*Work order:* Set down the records that follow exactly, every line of them.

------------------------------------

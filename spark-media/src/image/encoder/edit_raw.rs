use crate::{Image, RGB};

impl Image {
    /// Paints a solid rectangle, clipped to the frame.
    pub fn fill_rect(&mut self, x: u32, y: u32, width: u32, height: u32, color: RGB) {
        let x_end = x.saturating_add(width).min(self.width);
        let y_end = y.saturating_add(height).min(self.height);
        for py in y..y_end {
            for px in x..x_end {
                self.put_pixel(px, py, color);
            }
        }
    }
}

#[cfg(test)]
mod tests {
    use super::*;

    #[test]
    fn fill_rect_is_clipped() {
        let mut image = Image::filled(4, 4, RGB::BLACK);
        image.fill_rect(2, 2, 10, 10, RGB::WHITE);
        assert_eq!(image.pixel(3, 3), RGB::WHITE);
        assert_eq!(image.pixel(1, 1), RGB::BLACK);
    }
}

------------------------------------

*Answer space:*
filename spark-media/src/image/encoder/edit_raw.rs
use crate::{Image, RGB};

impl Image {
    /// Paints a solid rectangle, clipped to the frame.
    pub fn fill_rect(&mut self, x: u32, y: u32, width: u32, height: u32, color: RGB) {
        let x_end = x.saturating_add(width).min(self.width);
        let y_end = y.saturating_add(height).min(self.height);
        for py in y..y_end {
            for px in x..x_end {
                self.put_pixel(px, py, color);
            }
        }
    }
}

#[cfg(test)]
mod tests {
    use super::*;

    #[test]
    fn fill_rect_is_clipped() {
        let mut image = Image::filled(4, 4, RGB::BLACK);
        image.fill_rect(2, 2, 10, 10, RGB::WHITE);
        assert_eq!(image.pixel(3, 3), RGB::WHITE);
        assert_eq!(image.pixel(1, 1), RGB::BLACK);
    }
}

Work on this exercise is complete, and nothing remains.